Canada Supreme Court – Omar Khadr’s Rights Violated
Montreal – The Supreme Court of Canada released its decision today in the Omar Khadr case, confirming that the constitutional rights of the young man from Toronto, protected by the Canadian Charter of Rights and Freedoms, have been violated. The highest court in the country has not however forced the repatriation of Omar Khadr to Canada, contrary to what had been ruled by the Federal Court and the Federal Court of Appeal a few months earlier. The judges have indeed said the government must “decide how best to respond to this judgment” because the information available to the Court was “necessarily incomplete”.

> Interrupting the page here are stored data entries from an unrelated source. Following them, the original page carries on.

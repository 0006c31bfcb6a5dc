//! Version-control access for release workflows.
//!
//! The release only needs a handful of git commands: tag listing, status,
//! signed tagging and pushing. They are defined by [`GitOperations`] and run
//! against the system `git` by [`SystemGitOperations`].

mod operations;
mod system;

pub use operations::GitOperations;
pub use system::SystemGitOperations;
//! Bounded-concurrency gate for units of work.
//!
//! A `Throttle` hands out at most `capacity` permits at a time. Units of work
//! hold a permit for the duration of the throttled step and give it back with
//! [`ThrottlePermit::release`] (dropping the permit has the same effect), which
//! wakes one waiter. Waiters are served in FIFO order.

use crate::error::{ReleaseError, Result};
use std::sync::Arc;
use tokio::sync::{OwnedSemaphorePermit, Semaphore};

/// Counting semaphore with a fixed capacity. Cloning shares the permits.
#[derive(Debug, Clone)]
pub struct Throttle {
    name: &'static str,
    capacity: usize,
    semaphore: Arc<Semaphore>,
}

/// A held permit; returned to its throttle on release or drop
#[derive(Debug)]
#[must_use = "dropping a permit releases it immediately"]
pub struct ThrottlePermit {
    _permit: OwnedSemaphorePermit,
}

impl Throttle {
    /// Create a throttle. A capacity of zero is raised to one.
    pub fn new(name: &'static str, capacity: usize) -> Self {
        let capacity = capacity.max(1);
        Self {
            name,
            capacity,
            semaphore: Arc::new(Semaphore::new(capacity)),
        }
    }

    /// Wait until a permit is available and take it
    pub async fn acquire(&self) -> Result<ThrottlePermit> {
        let permit = self
            .semaphore
            .clone()
            .acquire_owned()
            .await
            .map_err(|_| ReleaseError::ThrottleClosed { name: self.name })?;
        Ok(ThrottlePermit { _permit: permit })
    }

    /// Name used in log output
    pub fn name(&self) -> &'static str {
        self.name
    }

    /// Maximum number of concurrently held permits
    pub fn capacity(&self) -> usize {
        self.capacity
    }

    /// Permits currently held
    pub fn in_flight(&self) -> usize {
        self.capacity - self.semaphore.available_permits()
    }
}

impl ThrottlePermit {
    /// Return the permit to its throttle
    pub fn release(self) {}
}
//! State management for release runs.
//!
//! A run records its progress after every externally visible step so an
//! interrupted release can be resumed without repeating work.

mod manager;
mod release_state;

pub use manager::{LoadStateResult, StateManager};
pub use release_state::{
    AssetRecord, Checkpoint, FailedPlatform, PipelineState, RecordedError, ReleaseState,
    STATE_FORMAT_VERSION,
};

The decision’s findings, however, are unequivocal. The judges conclude that the rights of Omar Khadr have been breached since his capture in Afghanistan by U.S. troops in 2002 at the age of fifteen, and they continue to be. Referring in its news release to the conduct of Canadian officials in the course of interrogations in 2003 and 2004, the Court concluded that Canada had “actively participated in a process contrary to its international human rights obligations [...] so as to deprive him of his right to liberty and security of the person guaranteed by s. 7 of the Canadian Charter of Rights and Freedoms, contrary to the principles of fundamental justice.” The Court condemns the Canadian officials for having extracted information of high importance from a teenager while he was unable to consult a lawyer and knowing that he had suffered and continued to suffer of mistreatments.
In deference to the decision-making role of the government in foreign relations, the Supreme Court refrained from telling the government what to do with the Khadr file moving forward. “Like the majority of Canadians, CJPME firmly believes that Khadr – who was a child under international law during his alleged crimes – should be brought back to Canada as quickly as possible,” declared Thomas Woodley, president of Canadians for Justice and Peace in the Middle East (CJPME.) CJPME is concerned that the Court left too much manoeuvring room to the Harper government, as the government has thus far failed ask for the extradition or repatriation Khadr, this despite the strong recommendations of Amnesty International and the Canadian Bar Association. “We call on the government to act immediately to address the wrongs committed against Omar Khadr, and to take steps to guarantee that his Charter rights be respected, as recommended by the Court.”
Until now, Khadr has spent more than eight years – a third of his life – in the controversial American prison at Guantanamo Bay without a trial. He has been beaten, deprived of sleep for weeks at a time, threatened with torture, threatened with rape, kept in solitary confinement, and tied and chained in painful positions for extended periods of time.
Canadians for Justice and Peace in the Middle East (CJPME) is a non-profit and secular organization bringing together men and women of all backgrounds who labour to see justice and peace take root again in the Middle East. Its mission is to empower decision-makers to view all sides with fairness and to promote the equitable and sustainable development of the region.